We must stand with them all. We are all in this together. We must also begin to communicate with our neighbors, coworkers, fellow students and fellow citizens to let them know who we are and what we stand for. This crisis we find before ourselves has been in the making for over a decade, largely because we sat back and remained silent as people possessing a visceral hatred for Islam and Muslims defined our religion and community to the public. Those people are now in power. We can no longer afford to be silent.

Finally, we must become a community of universal voter registration and keen political consciousness. The 2018 midterm election will be one of the most important in American history. It will be a referendum on the future of this country. What will be at stake is the continuation of the program to make America great “again” or to work to make it great.

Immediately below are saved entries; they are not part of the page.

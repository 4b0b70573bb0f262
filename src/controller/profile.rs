//! # Controller Profile Module
//!
//! Translates raw evdev button and axis codes into the logical roles the
//! control loop understands. This is the only place in the crate that knows
//! about raw codes.
//!
//! A profile is built in two steps:
//!
//! 1. A [`Layout`] is chosen from the controller's USB identity. It says which
//!    raw code each physical control ([`PadButton`], [`StickAxis`]) reports.
//! 2. The configured [`Bindings`] assign a role to physical controls.
//!
//! ## Layouts
//!
//! | Layout | Right stick | Used for |
//! |--------|-------------|----------|
//! | `Gamepad` | ABS_RX / ABS_RY | DualShock 3/4, DualSense, Xbox pads (kernel gamepad API) |
//! | `HidGeneric` | ABS_Z / ABS_RZ | Anything else (hid-generic driver) |
//!
//! Both layouts report the left stick on ABS_X / ABS_Y. Gamepad-layout pads
//! report the positional `BTN_SOUTH`/`BTN_EAST`/... codes. hid-generic pads
//! report either those or, when the descriptor declares a joystick, the
//! `BTN_TRIGGER`..`BTN_BASE6` range, so a `HidGeneric` profile accepts both:
//!
//! | Button | Joystick code |
//! |--------|---------------|
//! | West / East / South / North | BTN_TRIGGER / BTN_THUMB / BTN_THUMB2 / BTN_TOP |
//! | L1 / R1 / L2 / R2 | BTN_TOP2 / BTN_PINKIE / BTN_BASE / BTN_BASE2 |
//! | Select / Start | BTN_BASE3 / BTN_BASE4 |
//! | ThumbL / ThumbR | BTN_BASE5 / BTN_BASE6 |
//! | Mode | none |
//!
//! ## Usage
//!
//! ```
//! use padcar::controller::event::ControllerInfo;
//! use padcar::controller::profile::{AxisRole, Bindings, ControllerProfile};
//!
//! let info = ControllerInfo {
//!     name: "Sony PLAYSTATION(R)3 Controller".to_string(),
//!     path: "/dev/input/event3".to_string(),
//!     vendor: 0x054c,
//!     product: 0x0268,
//! };
//! let profile = ControllerProfile::new(&info, &Bindings::default());
//!
//! // ABS_X (code 0) steers with the default bindings
//! assert_eq!(profile.axis_role(0), Some(AxisRole::Steering));
//! ```

use evdev::{AbsoluteAxisType, Key};
use serde::Deserialize;
use std::collections::HashMap;

use super::event::ControllerInfo;
use crate::config::ControlsConfig;

/// Sony vendor ID
const SONY_VENDOR_ID: u16 = 0x054c;

/// Microsoft vendor ID
const MICROSOFT_VENDOR_ID: u16 = 0x045e;

/// Sony pads driven by hid-sony / hid-playstation
const SONY_GAMEPADS: &[u16] = &[
    0x0268, // DualShock 3
    0x05c4, // DualShock 4
    0x09cc, // DualShock 4 (2nd gen)
    0x0ce6, // DualSense
    0x0df2, // DualSense Edge
];

/// Microsoft pads driven by xpad
const MICROSOFT_GAMEPADS: &[u16] = &[
    0x028e, // Xbox 360
    0x02d1, // Xbox One
    0x02dd, // Xbox One (2015)
    0x02ea, // Xbox One S
    0x0b12, // Xbox Series X|S
];

/// Physical button, named by position on the pad.
///
/// On a PlayStation pad South is Cross, East is Circle, West is Square and
/// North is Triangle.
#[derive(Debug, Clone, Copy, PartialEq, Eq, Hash, Deserialize)]
#[serde(rename_all = "snake_case")]
pub enum PadButton {
    South,
    East,
    West,
    North,
    L1,
    R1,
    L2,
    R2,
    Select,
    Start,
    Mode,
    ThumbL,
    ThumbR,
}

/// Physical stick axis.
#[derive(Debug, Clone, Copy, PartialEq, Eq, Hash, Deserialize)]
#[serde(rename_all = "snake_case")]
pub enum StickAxis {
    LeftStickX,
    LeftStickY,
    RightStickX,
    RightStickY,
}

/// Logical meaning of a button.
#[derive(Debug, Clone, Copy, PartialEq, Eq, Hash)]
pub enum ButtonRole {
    Light1,
    Light2,
    Exit,
    Shutdown,
}

/// Logical meaning of an axis.
#[derive(Debug, Clone, Copy, PartialEq, Eq, Hash)]
pub enum AxisRole {
    Steering,
    Throttle,
}

/// Raw code layout of a controller family.
#[derive(Debug, Clone, Copy, PartialEq, Eq)]
pub enum Layout {
    /// Kernel gamepad API layout
    Gamepad,
    /// hid-generic layout, right stick on Z/RZ
    HidGeneric,
}

impl Layout {
    /// Picks the layout for a controller from its USB identity.
    #[must_use]
    pub fn detect(info: &ControllerInfo) -> Self {
        let known = match info.vendor {
            SONY_VENDOR_ID => SONY_GAMEPADS.contains(&info.product),
            MICROSOFT_VENDOR_ID => MICROSOFT_GAMEPADS.contains(&info.product),
            _ => false,
        };

        if known {
            Layout::Gamepad
        } else {
            Layout::HidGeneric
        }
    }

    /// Raw key codes a physical button may report on this layout.
    #[must_use]
    pub fn button_codes(self, button: PadButton) -> Vec<u16> {
        let mut codes = vec![positional_key(button).code()];
        if self == Layout::HidGeneric {
            codes.extend(joystick_key(button).map(|key| key.code()));
        }
        codes
    }

    /// Raw absolute axis code reported for a physical stick axis.
    #[must_use]
    pub fn axis_code(self, axis: StickAxis) -> u16 {
        let abs = match (self, axis) {
            (_, StickAxis::LeftStickX) => AbsoluteAxisType::ABS_X,
            (_, StickAxis::LeftStickY) => AbsoluteAxisType::ABS_Y,
            (Layout::Gamepad, StickAxis::RightStickX) => AbsoluteAxisType::ABS_RX,
            (Layout::Gamepad, StickAxis::RightStickY) => AbsoluteAxisType::ABS_RY,
            (Layout::HidGeneric, StickAxis::RightStickX) => AbsoluteAxisType::ABS_Z,
            (Layout::HidGeneric, StickAxis::RightStickY) => AbsoluteAxisType::ABS_RZ,
        };
        abs.0
    }
}

/// Gamepad-class code for a physical button.
fn positional_key(button: PadButton) -> Key {
    match button {
        PadButton::South => Key::BTN_SOUTH,
        PadButton::East => Key::BTN_EAST,
        PadButton::West => Key::BTN_WEST,
        PadButton::North => Key::BTN_NORTH,
        PadButton::L1 => Key::BTN_TL,
        PadButton::R1 => Key::BTN_TR,
        PadButton::L2 => Key::BTN_TL2,
        PadButton::R2 => Key::BTN_TR2,
        PadButton::Select => Key::BTN_SELECT,
        PadButton::Start => Key::BTN_START,
        PadButton::Mode => Key::BTN_MODE,
        PadButton::ThumbL => Key::BTN_THUMBL,
        PadButton::ThumbR => Key::BTN_THUMBR,
    }
}

/// Joystick-class code for a physical button on hid-generic pads.
fn joystick_key(button: PadButton) -> Option<Key> {
    let key = match button {
        PadButton::West => Key::BTN_TRIGGER,
        PadButton::East => Key::BTN_THUMB,
        PadButton::South => Key::BTN_THUMB2,
        PadButton::North => Key::BTN_TOP,
        PadButton::L1 => Key::BTN_TOP2,
        PadButton::R1 => Key::BTN_PINKIE,
        PadButton::L2 => Key::BTN_BASE,
        PadButton::R2 => Key::BTN_BASE2,
        PadButton::Select => Key::BTN_BASE3,
        PadButton::Start => Key::BTN_BASE4,
        PadButton::ThumbL => Key::BTN_BASE5,
        PadButton::ThumbR => Key::BTN_BASE6,
        PadButton::Mode => return None,
    };
    Some(key)
}

/// Which physical control drives which vehicle function.
#[derive(Debug, Clone, Copy, PartialEq, Eq)]
pub struct Bindings {
    pub steering: StickAxis,
    pub throttle: StickAxis,
    pub light_1: PadButton,
    pub light_2: PadButton,
    pub exit: PadButton,
    pub shutdown: PadButton,
}

impl Default for Bindings {
    fn default() -> Self {
        Self::from(&ControlsConfig::default())
    }
}

impl From<&ControlsConfig> for Bindings {
    fn from(controls: &ControlsConfig) -> Self {
        Self {
            steering: controls.steering_axis,
            throttle: controls.throttle_axis,
            light_1: controls.light_1_button,
            light_2: controls.light_2_button,
            exit: controls.exit_button,
            shutdown: controls.shutdown_button,
        }
    }
}

/// Raw code to role tables for one connected controller.
#[derive(Debug, Clone)]
pub struct ControllerProfile {
    layout: Layout,
    buttons: HashMap<u16, ButtonRole>,
    axes: HashMap<u16, AxisRole>,
}

impl ControllerProfile {
    /// Builds the profile for a newly connected controller.
    #[must_use]
    pub fn new(info: &ControllerInfo, bindings: &Bindings) -> Self {
        Self::with_layout(Layout::detect(info), bindings)
    }

    /// Builds a profile for an explicit layout.
    #[must_use]
    pub fn with_layout(layout: Layout, bindings: &Bindings) -> Self {
        let buttons = [
            (bindings.light_1, ButtonRole::Light1),
            (bindings.light_2, ButtonRole::Light2),
            (bindings.exit, ButtonRole::Exit),
            (bindings.shutdown, ButtonRole::Shutdown),
        ]
        .into_iter()
        .flat_map(|(button, role)| {
            layout
                .button_codes(button)
                .into_iter()
                .map(move |code| (code, role))
        })
        .collect();

        let axes = [
            (bindings.steering, AxisRole::Steering),
            (bindings.throttle, AxisRole::Throttle),
        ]
        .into_iter()
        .map(|(axis, role)| (layout.axis_code(axis), role))
        .collect();

        Self { layout, buttons, axes }
    }

    /// Returns the layout this profile was built for.
    #[must_use]
    pub fn layout(&self) -> Layout {
        self.layout
    }

    /// Role of a raw button code, or `None` if unmapped.
    #[must_use]
    pub fn button_role(&self, code: u16) -> Option<ButtonRole> {
        self.buttons.get(&code).copied()
    }

    /// Role of a raw axis code, or `None` if unmapped.
    #[must_use]
    pub fn axis_role(&self, code: u16) -> Option<AxisRole> {
        self.axes.get(&code).copied()
    }
}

Great “again” means glorifying a past that included genocide, slavery, Jim Crow, Chinese exclusion, Japanese internment, anti-Semitism and a host of other memories the folks who want to make America great again find to painful to remember so they simply choose to forget.

Great means continuing to come together as a people to work towards a system of mutual respect, while encouraging each other to bring forth the best of our respective traditions, histories and experiences to build an exemplary community.

Ultimately, as Dr. King reminded us, we have a choice between chaos or community. It is up to each and every one of us to do our part to ensure that we choose community.